Stored data
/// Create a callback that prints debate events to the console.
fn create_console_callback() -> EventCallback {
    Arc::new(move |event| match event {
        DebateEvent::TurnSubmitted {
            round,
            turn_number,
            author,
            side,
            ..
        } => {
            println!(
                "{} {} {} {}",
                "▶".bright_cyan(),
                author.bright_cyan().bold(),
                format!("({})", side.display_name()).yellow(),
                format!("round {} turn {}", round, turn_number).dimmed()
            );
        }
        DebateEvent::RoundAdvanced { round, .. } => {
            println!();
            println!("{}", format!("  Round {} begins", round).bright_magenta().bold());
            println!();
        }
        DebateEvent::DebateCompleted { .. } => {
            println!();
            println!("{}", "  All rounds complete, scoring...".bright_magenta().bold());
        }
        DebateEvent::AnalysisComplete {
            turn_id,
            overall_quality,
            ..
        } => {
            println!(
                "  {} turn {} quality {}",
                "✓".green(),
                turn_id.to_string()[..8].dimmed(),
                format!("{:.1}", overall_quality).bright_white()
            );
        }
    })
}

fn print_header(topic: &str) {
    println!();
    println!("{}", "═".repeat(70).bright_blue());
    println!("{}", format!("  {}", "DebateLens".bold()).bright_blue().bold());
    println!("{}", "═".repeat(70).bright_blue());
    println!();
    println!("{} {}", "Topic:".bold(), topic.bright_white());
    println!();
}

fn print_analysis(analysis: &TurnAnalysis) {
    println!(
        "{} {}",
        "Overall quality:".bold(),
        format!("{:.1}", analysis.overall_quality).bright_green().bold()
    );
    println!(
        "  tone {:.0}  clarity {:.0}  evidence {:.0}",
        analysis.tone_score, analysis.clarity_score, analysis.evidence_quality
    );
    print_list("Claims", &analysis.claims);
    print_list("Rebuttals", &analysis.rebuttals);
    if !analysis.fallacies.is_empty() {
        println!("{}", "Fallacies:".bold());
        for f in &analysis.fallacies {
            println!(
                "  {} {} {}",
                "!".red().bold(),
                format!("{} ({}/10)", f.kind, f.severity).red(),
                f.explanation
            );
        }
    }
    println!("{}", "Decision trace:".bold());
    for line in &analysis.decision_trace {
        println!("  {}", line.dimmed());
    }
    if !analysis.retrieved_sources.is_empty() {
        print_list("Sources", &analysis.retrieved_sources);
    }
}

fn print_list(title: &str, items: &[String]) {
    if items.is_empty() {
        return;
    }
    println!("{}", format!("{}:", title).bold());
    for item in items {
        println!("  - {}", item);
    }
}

WORK ITEM
The entries above should be set down again exactly as they appear.

OUTPUT FOR THIS TASK
/// Create a callback that prints debate events to the console.
fn create_console_callback() -> EventCallback {
    Arc::new(move |event| match event {
        DebateEvent::TurnSubmitted {
            round,
            turn_number,
            author,
            side,
            ..
        } => {
            println!(
                "{} {} {} {}",
                "▶".bright_cyan(),
                author.bright_cyan().bold(),
                format!("({})", side.display_name()).yellow(),
                format!("round {} turn {}", round, turn_number).dimmed()
            );
        }
        DebateEvent::RoundAdvanced { round, .. } => {
            println!();
            println!("{}", format!("  Round {} begins", round).bright_magenta().bold());
            println!();
        }
        DebateEvent::DebateCompleted { .. } => {
            println!();
            println!("{}", "  All rounds complete, scoring...".bright_magenta().bold());
        }
        DebateEvent::AnalysisComplete {
            turn_id,
            overall_quality,
            ..
        } => {
            println!(
                "  {} turn {} quality {}",
                "✓".green(),
                turn_id.to_string()[..8].dimmed(),
                format!("{:.1}", overall_quality).bright_white()
            );
        }
    })
}

fn print_header(topic: &str) {
    println!();
    println!("{}", "═".repeat(70).bright_blue());
    println!("{}", format!("  {}", "DebateLens".bold()).bright_blue().bold());
    println!("{}", "═".repeat(70).bright_blue());
    println!();
    println!("{} {}", "Topic:".bold(), topic.bright_white());
    println!();
}

fn print_analysis(analysis: &TurnAnalysis) {
    println!(
        "{} {}",
        "Overall quality:".bold(),
        format!("{:.1}", analysis.overall_quality).bright_green().bold()
    );
    println!(
        "  tone {:.0}  clarity {:.0}  evidence {:.0}",
        analysis.tone_score, analysis.clarity_score, analysis.evidence_quality
    );
    print_list("Claims", &analysis.claims);
    print_list("Rebuttals", &analysis.rebuttals);
    if !analysis.fallacies.is_empty() {
        println!("{}", "Fallacies:".bold());
        for f in &analysis.fallacies {
            println!(
                "  {} {} {}",
                "!".red().bold(),
                format!("{} ({}/10)", f.kind, f.severity).red(),
                f.explanation
            );
        }
    }
    println!("{}", "Decision trace:".bold());
    for line in &analysis.decision_trace {
        println!("  {}", line.dimmed());
    }
    if !analysis.retrieved_sources.is_empty() {
        print_list("Sources", &analysis.retrieved_sources);
    }
}

fn print_list(title: &str, items: &[String]) {
    if items.is_empty() {
        return;
    }
    println!("{}", format!("{}:", title).bold());
    for item in items {
        println!("  - {}", item);
    }
}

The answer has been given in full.